──────── Input for this task ────────

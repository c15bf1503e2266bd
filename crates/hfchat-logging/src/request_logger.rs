use colored::Colorize;

use hfchat_models::ChatCompletionRequest;
use crate::safe_truncate;

const MAX_BODY_CHARS: usize = 5000;
const MAX_CHUNK_CHARS: usize = 200;

const TOKEN_PREFIX_CHARS: usize = 6;

/// Show only the first few characters of a bearer token.
///
/// Tokens too short to keep most of their characters hidden are masked entirely.
pub fn redact_token(token: &str) -> String {
    if token.chars().count() <= TOKEN_PREFIX_CHARS * 2 {
        return "***".to_string();
    }
    format!("{}***", token.chars().take(TOKEN_PREFIX_CHARS).collect::<String>())
}

/// Log HTTP request details for debugging (console output)
pub fn log_request(url: &str, request: &ChatCompletionRequest, api_token: &str, verbose: bool) {
    if !verbose {
        return;
    }

    println!("\n{}", "═".repeat(80).bright_cyan());
    println!("{}", "🔍 HTTP REQUEST DEBUG".bright_cyan().bold());
    println!("{}", "═".repeat(80).bright_cyan());

    // Parse URL to show host and port
    if let Ok(parsed_url) = reqwest::Url::parse(url) {
        println!("{}: {}", "URL".bright_yellow(), url);
        println!("{}: {}", "Host".bright_yellow(), parsed_url.host_str().unwrap_or("unknown"));
        println!("{}: {}", "Port".bright_yellow(), parsed_url.port().map(|p| p.to_string()).unwrap_or_else(||
            if parsed_url.scheme() == "https" { "443 (default)".to_string() } else { "80 (default)".to_string() }
        ));
    } else {
        println!("{}: {}", "URL".bright_yellow(), url);
    }

    println!("\n{}", "Headers:".bright_yellow());
    println!("  Content-Type: application/json");
    println!("  Accept: text/event-stream");
    println!("  Authorization: Bearer {}", redact_token(api_token));

    println!("\n{}", "Request Body:".bright_yellow());
    match serde_json::to_string_pretty(request) {
        Ok(json) => print_truncated(&json),
        Err(e) => println!("{}", format!("Error serializing request: {}", e).red()),
    }

    println!("{}", "═".repeat(80).bright_cyan());
    println!();
}

/// Log HTTP response details for debugging (console output)
pub fn log_response(status: &reqwest::StatusCode, headers: &reqwest::header::HeaderMap, body: &str, verbose: bool) {
    if !verbose {
        return;
    }

    println!("\n{}", "═".repeat(80).bright_green());
    println!("{}", "📥 HTTP RESPONSE DEBUG".bright_green().bold());
    println!("{}", "═".repeat(80).bright_green());

    println!("{}: {} {}",
        "Status".bright_yellow(),
        status.as_u16(),
        status.canonical_reason().unwrap_or("Unknown")
    );

    println!("\n{}", "Headers:".bright_yellow());
    for (name, value) in headers.iter() {
        if let Ok(val_str) = value.to_str() {
            println!("  {}: {}", name.as_str().bright_white(), val_str);
        }
    }

    println!("\n{}", "Response Body:".bright_yellow());
    // Try to pretty-print JSON, fall back to raw text
    let pretty = serde_json::from_str::<serde_json::Value>(body)
        .ok()
        .and_then(|value| serde_json::to_string_pretty(&value).ok());
    print_truncated(pretty.as_deref().unwrap_or(body));

    println!("{}", "═".repeat(80).bright_green());
    println!();
}

/// Log streaming chunk for debugging (console output)
pub fn log_stream_chunk(chunk_num: usize, data: &str, verbose: bool) {
    if !verbose {
        return;
    }

    println!("{}", format!("📦 Stream Chunk #{}: {}", chunk_num,
        if data.chars().count() > MAX_CHUNK_CHARS {
            format!("{}... ({} bytes)", safe_truncate(data, MAX_CHUNK_CHARS), data.len())
        } else {
            data.to_string()
        }
    ).bright_black());
}

fn print_truncated(text: &str) {
    if text.chars().count() > MAX_BODY_CHARS {
        println!("{}", safe_truncate(text, MAX_BODY_CHARS));
        println!("\n{}", format!("... (truncated, total {} bytes)", text.len()).bright_black());
    } else {
        println!("{}", text);
    }
}

#[cfg(test)]
mod tests {
    use super::redact_token;

    #[test]
    fn test_redact_token_keeps_prefix_only() {
        assert_eq!(redact_token("hf_abcdefghijklmnop"), "hf_abc***");
    }

    #[test]
    fn test_redact_short_token_is_fully_masked() {
        assert_eq!(redact_token("abc"), "***");
        assert_eq!(redact_token("abcdef"), "***");
        assert_eq!(redact_token("abcdefghijkl"), "***");
        assert_eq!(redact_token(""), "***");
    }

    #[test]
    fn test_redact_token_just_over_threshold() {
        assert_eq!(redact_token("abcdefghijklm"), "abcdef***");
    }
}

────────

**Exercise:**
Retype every record above exactly.

**Expected answer:**
repository c15bf1503e2266bd
filename crates/hfchat-logging/src/request_logger.rs
use colored::Colorize;

use hfchat_models::ChatCompletionRequest;
use crate::safe_truncate;

const MAX_BODY_CHARS: usize = 5000;
const MAX_CHUNK_CHARS: usize = 200;

const TOKEN_PREFIX_CHARS: usize = 6;

/// Show only the first few characters of a bearer token.
///
/// Tokens too short to keep most of their characters hidden are masked entirely.
pub fn redact_token(token: &str) -> String {
    if token.chars().count() <= TOKEN_PREFIX_CHARS * 2 {
        return "***".to_string();
    }
    format!("{}***", token.chars().take(TOKEN_PREFIX_CHARS).collect::<String>())
}

/// Log HTTP request details for debugging (console output)
pub fn log_request(url: &str, request: &ChatCompletionRequest, api_token: &str, verbose: bool) {
    if !verbose {
        return;
    }

    println!("\n{}", "═".repeat(80).bright_cyan());
    println!("{}", "🔍 HTTP REQUEST DEBUG".bright_cyan().bold());
    println!("{}", "═".repeat(80).bright_cyan());

    // Parse URL to show host and port
    if let Ok(parsed_url) = reqwest::Url::parse(url) {
        println!("{}: {}", "URL".bright_yellow(), url);
        println!("{}: {}", "Host".bright_yellow(), parsed_url.host_str().unwrap_or("unknown"));
        println!("{}: {}", "Port".bright_yellow(), parsed_url.port().map(|p| p.to_string()).unwrap_or_else(||
            if parsed_url.scheme() == "https" { "443 (default)".to_string() } else { "80 (default)".to_string() }
        ));
    } else {
        println!("{}: {}", "URL".bright_yellow(), url);
    }

    println!("\n{}", "Headers:".bright_yellow());
    println!("  Content-Type: application/json");
    println!("  Accept: text/event-stream");
    println!("  Authorization: Bearer {}", redact_token(api_token));

    println!("\n{}", "Request Body:".bright_yellow());
    match serde_json::to_string_pretty(request) {
        Ok(json) => print_truncated(&json),
        Err(e) => println!("{}", format!("Error serializing request: {}", e).red()),
    }

    println!("{}", "═".repeat(80).bright_cyan());
    println!();
}

/// Log HTTP response details for debugging (console output)
pub fn log_response(status: &reqwest::StatusCode, headers: &reqwest::header::HeaderMap, body: &str, verbose: bool) {
    if !verbose {
        return;
    }

    println!("\n{}", "═".repeat(80).bright_green());
    println!("{}", "📥 HTTP RESPONSE DEBUG".bright_green().bold());
    println!("{}", "═".repeat(80).bright_green());

    println!("{}: {} {}",
        "Status".bright_yellow(),
        status.as_u16(),
        status.canonical_reason().unwrap_or("Unknown")
    );

    println!("\n{}", "Headers:".bright_yellow());
    for (name, value) in headers.iter() {
        if let Ok(val_str) = value.to_str() {
            println!("  {}: {}", name.as_str().bright_white(), val_str);
        }
    }

    println!("\n{}", "Response Body:".bright_yellow());
    // Try to pretty-print JSON, fall back to raw text
    let pretty = serde_json::from_str::<serde_json::Value>(body)
        .ok()
        .and_then(|value| serde_json::to_string_pretty(&value).ok());
    print_truncated(pretty.as_deref().unwrap_or(body));

    println!("{}", "═".repeat(80).bright_green());
    println!();
}

/// Log streaming chunk for debugging (console output)
pub fn log_stream_chunk(chunk_num: usize, data: &str, verbose: bool) {
    if !verbose {
        return;
    }

    println!("{}", format!("📦 Stream Chunk #{}: {}", chunk_num,
        if data.chars().count() > MAX_CHUNK_CHARS {
            format!("{}... ({} bytes)", safe_truncate(data, MAX_CHUNK_CHARS), data.len())
        } else {
            data.to_string()
        }
    ).bright_black());
}

fn print_truncated(text: &str) {
    if text.chars().count() > MAX_BODY_CHARS {
        println!("{}", safe_truncate(text, MAX_BODY_CHARS));
        println!("\n{}", format!("... (truncated, total {} bytes)", text.len()).bright_black());
    } else {
        println!("{}", text);
    }
}

#[cfg(test)]
mod tests {
    use super::redact_token;

    #[test]
    fn test_redact_token_keeps_prefix_only() {
        assert_eq!(redact_token("hf_abcdefghijklmnop"), "hf_abc***");
    }

    #[test]
    fn test_redact_short_token_is_fully_masked() {
        assert_eq!(redact_token("abc"), "***");
        assert_eq!(redact_token("abcdef"), "***");
        assert_eq!(redact_token("abcdefghijkl"), "***");
        assert_eq!(redact_token(""), "***");
    }

    #[test]
    fn test_redact_token_just_over_threshold() {
        assert_eq!(redact_token("abcdefghijklm"), "abcdef***");
    }
}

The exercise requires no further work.